De theorie van deze samenvatting is gehaald uit het boek 'Thema's Maatschappijleer'. Het is duidelijk omschreven, waardoor je na het leren ervan een goed cijfer kunt halen.
2.1 idee en oorsprong van de rechtsstaat
Rechtsstaat = een staat waarin je als burger met grondrechten wordt beschermd
tegen machtsmisbruik en willekeur van de overheid. (je kan niet zomaar worden
opgepakt). Deze bescherming bestaat niet of nauwelijks in een autoritaire staat:
hierin heeft 1 machthebber of een kleine groep mensen de macht en bepaalt wat de
regels zijn.
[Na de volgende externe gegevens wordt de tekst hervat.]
//! Backdrop session lifecycle.
//!
//! [`PillarRenderer`] is a small state machine over the GPU resources:
//!
//! ```text
//!   Unmounted ──mount()──▶ Active ──render error──▶ Failed
//!       ▲    ╲ preflight/init │
//!       │     ╲    failure    │ unmount()
//!       │      ▶ Failed       ▼
//!       └──────────────── Unmounted
//! ```
//!
//! The session slot is swapped out *before* its resources drop, so a frame
//! callback that was already scheduled when teardown began observes an empty
//! slot and no-ops instead of touching a disposed surface.

use std::mem;
use std::time::Instant;

use raw_window_handle::{HasDisplayHandle, HasWindowHandle};
use wgpu::util::DeviceExt;

use crate::capability;
use crate::gpu::context::GpuContext;
use crate::gpu::pipeline;
use crate::gpu::uniforms::PillarUniforms;
use crate::pacing::FramePacer;
use crate::types::{MountError, PillarParams, RegionSize};

/// What one paint callback did.
#[derive(Debug, Clone, Copy, PartialEq, Eq)]
pub enum TickOutcome {
    /// No live session; nothing to do.
    Idle,
    /// The pacer swallowed an early callback, or the swapchain is being
    /// rebuilt; try again next frame.
    Throttled,
    /// A frame was drawn and presented.
    Rendered,
    /// The draw failed terminally; the session has been torn down and the
    /// caller should treat the backdrop as unmounted.
    Dead,
}

/// Live GPU resources for one mounted backdrop.
///
/// Declaration order doubles as release order: uniform bindings first, then
/// the compiled pipeline, then the surface context. Dropping the struct is
/// the teardown.
struct RenderSession {
    uniform_bind_group: wgpu::BindGroup,
    uniform_buffer: wgpu::Buffer,
    pipeline: wgpu::RenderPipeline,
    context: GpuContext,
    uniforms: PillarUniforms,
    pacer: FramePacer,
    params: PillarParams,
}

enum RenderPhase {
    Unmounted,
    Active(RenderSession),
    Failed,
}

/// Owns at most one [`RenderSession`] and mediates every access to it.
pub struct PillarRenderer {
    phase: RenderPhase,
}

impl Default for PillarRenderer {
    fn default() -> Self {
        Self::new()
    }
}

impl PillarRenderer {
    pub fn new() -> Self {
        Self {
            phase: RenderPhase::Unmounted,
        }
    }

    /// True while a session is live and ticking.
    pub fn is_active(&self) -> bool {
        matches!(self.phase, RenderPhase::Active(_))
    }

    /// Attempts to bring a session up for `target`.
    ///
    /// Returns false (never an error) when reduced motion is requested,
    /// the region is empty, no 3D acceleration exists, or GPU setup throws;
    /// the caller keeps relying on the always-present haze layer. Mounting
    /// over a live session tears the old one down first (parameter changes
    /// rebuild, they never patch in place).
    pub fn mount<T>(
        &mut self,
        target: &T,
        region: RegionSize,
        params: &PillarParams,
        reduced_motion: bool,
        fps_cap: Option<f32>,
    ) -> bool
    where
        T: HasDisplayHandle + HasWindowHandle,
    {
        self.unmount();

        if let Err(reason) = preflight(region, reduced_motion) {
            tracing::info!("backdrop not mounted: {reason}");
            // Reduced motion is a deliberate skip, not a failure.
            if !matches!(reason, MountError::ReducedMotion) {
                self.phase = RenderPhase::Failed;
            }
            return false;
        }

        match init_session(target, region, params, fps_cap) {
            Ok(session) => {
                tracing::info!(
                    width = region.width,
                    height = region.height,
                    blend = %params.blend,
                    "mounted backdrop session"
                );
                self.phase = RenderPhase::Active(session);
                true
            }
            Err(err) => {
                // Anything partially created inside init_session has already
                // dropped on the error path.
                tracing::warn!(error = %err, "backdrop initialisation failed; using haze fallback");
                self.phase = RenderPhase::Failed;
                false
            }
        }
    }

    /// Updates the surface and resolution uniform. Safe at any rate and a
    /// no-op without a live session; callers should debounce (≥100 ms) to
    /// avoid layout thrash.
    pub fn resize(&mut self, region: RegionSize) {
        let RenderPhase::Active(session) = &mut self.phase else {
            return;
        };
        if region.is_empty() {
            return;
        }
        if session.context.resize(region) {
            session
                .uniforms
                .set_resolution(region.width as f32, region.height as f32);
        }
    }

    /// Stores a pointer position in normalized [-1, 1] space. Ignored for
    /// non-interactive sessions; callers throttle to ~60 Hz.
    pub fn set_pointer(&mut self, x01: f32, y01: f32) {
        let RenderPhase::Active(session) = &mut self.phase else {
            return;
        };
        if !session.params.interactive {
            return;
        }
        session.uniforms.set_pointer(x01, y01);
    }

    /// Drives one paint callback.
    ///
    /// Resize and pointer updates applied before this call are reflected in
    /// this frame's draw; updates arriving afterwards land next frame.
    pub fn tick(&mut self, now: Instant) -> TickOutcome {
        let session = match &mut self.phase {
            RenderPhase::Active(session) => session,
            _ => return TickOutcome::Idle,
        };

        let Some(elapsed) = session.pacer.should_render(now) else {
            return TickOutcome::Throttled;
        };

        session
            .uniforms
            .advance(elapsed.as_secs_f32() * session.params.rotation_speed);

        match session.render() {
            Ok(()) => TickOutcome::Rendered,
            Err(wgpu::SurfaceError::Lost | wgpu::SurfaceError::Outdated) => {
                // The swapchain went stale (resize race, compositor restart);
                // rebuild it and draw on the next callback.
                session.context.reconfigure();
                TickOutcome::Throttled
            }
            Err(err) => {
                tracing::warn!(error = %err, "render failed; tearing the session down");
                self.teardown(RenderPhase::Failed);
                TickOutcome::Dead
            }
        }
    }

    /// Releases the session if one is live: uniform bindings, pipeline,
    /// surface, in that order. Idempotent; every exit path funnels here.
    pub fn unmount(&mut self) {
        self.teardown(RenderPhase::Unmounted);
    }

    fn teardown(&mut self, next: RenderPhase) {
        // Swap first so a callback scheduled for this frame sees no session.
        let previous = mem::replace(&mut self.phase, next);
        if let RenderPhase::Active(session) = previous {
            tracing::debug!("releasing backdrop session");
            drop(session);
        }
    }
}

fn preflight(region: RegionSize, reduced_motion: bool) -> Result<(), MountError> {
    if reduced_motion {
        return Err(MountError::ReducedMotion);
    }
    if region.is_empty() {
        return Err(MountError::EmptyRegion {
            width: region.width,
            height: region.height,
        });
    }
    if !capability::probe() {
        return Err(MountError::CapabilityUnavailable);
    }
    Ok(())
}

fn init_session<T>(
    target: &T,
    region: RegionSize,
    params: &PillarParams,
    fps_cap: Option<f32>,
) -> Result<RenderSession, MountError>
where
    T: HasDisplayHandle + HasWindowHandle,
{
    let context = GpuContext::new(target, region)?;
    let (uniform_layout, pipeline) =
        pipeline::create_pipeline(&context.device, context.format(), params.blend)?;

    let uniforms = PillarUniforms::new(region, params);
    let uniform_buffer = context
        .device
        .create_buffer_init(&wgpu::util::BufferInitDescriptor {
            label: Some("pillar uniform buffer"),
            contents: bytemuck::bytes_of(&uniforms),
            usage: wgpu::BufferUsages::UNIFORM | wgpu::BufferUsages::COPY_DST,
        });

    let uniform_bind_group = context
        .device
        .create_bind_group(&wgpu::BindGroupDescriptor {
            label: Some("pillar uniform bind group"),
            layout: &uniform_layout,
            entries: &[wgpu::BindGroupEntry {
                binding: 0,
                resource: uniform_buffer.as_entire_binding(),
            }],
        });

    Ok(RenderSession {
        uniform_bind_group,
        uniform_buffer,
        pipeline,
        context,
        uniforms,
        pacer: FramePacer::from_fps(fps_cap),
        params: params.clone(),
    })
}

impl RenderSession {
    /// Uploads the uniform mirror and submits one draw.
    fn render(&mut self) -> Result<(), wgpu::SurfaceError> {
        self.context.queue.write_buffer(
            &self.uniform_buffer,
            0,
            bytemuck::bytes_of(&self.uniforms),
        );

        let frame = self.context.acquire_frame()?;
        let view = frame
            .texture
            .create_view(&wgpu::TextureViewDescriptor::default());
        let mut encoder = self
            .context
            .device
            .create_command_encoder(&wgpu::CommandEncoderDescriptor {
                label: Some("pillar encoder"),
            });

        {
            let mut render_pass = encoder.begin_render_pass(&wgpu::RenderPassDescriptor {
                label: Some("pillar pass"),
                color_attachments: &[Some(wgpu::RenderPassColorAttachment {
                    view: &view,
                    depth_slice: None,
                    resolve_target: None,
                    ops: wgpu::Operations {
                        load: wgpu::LoadOp::Clear(wgpu::Color::TRANSPARENT),
                        store: wgpu::StoreOp::Store,
                    },
                })],
                depth_stencil_attachment: None,
                occlusion_query_set: None,
                timestamp_writes: None,
            });
            render_pass.set_pipeline(&self.pipeline);
            render_pass.set_bind_group(0, &self.uniform_bind_group, &[]);
            render_pass.draw(0..3, 0..1);
        }

        self.context.queue.submit(std::iter::once(encoder.finish()));
        frame.present();
        Ok(())
    }
}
NL is een democratische rechtsstaat: hierin kunnen burgers meedoen
aan vrije verkiezingen en zo bepalen wie de machthebbers zijn. Nederland is ook
een sociale rechtsstaat: er zijn allerlei wetten en voorzieningen om de welvaart en
het welzijn van de burgers te bevorderen.
In een rechtsstaat heerst relatief veel sociale vrede en sociale cohesie. Mensen
durven met elkaar bindingen aan te gaan en handel met elkaar te bedrijven.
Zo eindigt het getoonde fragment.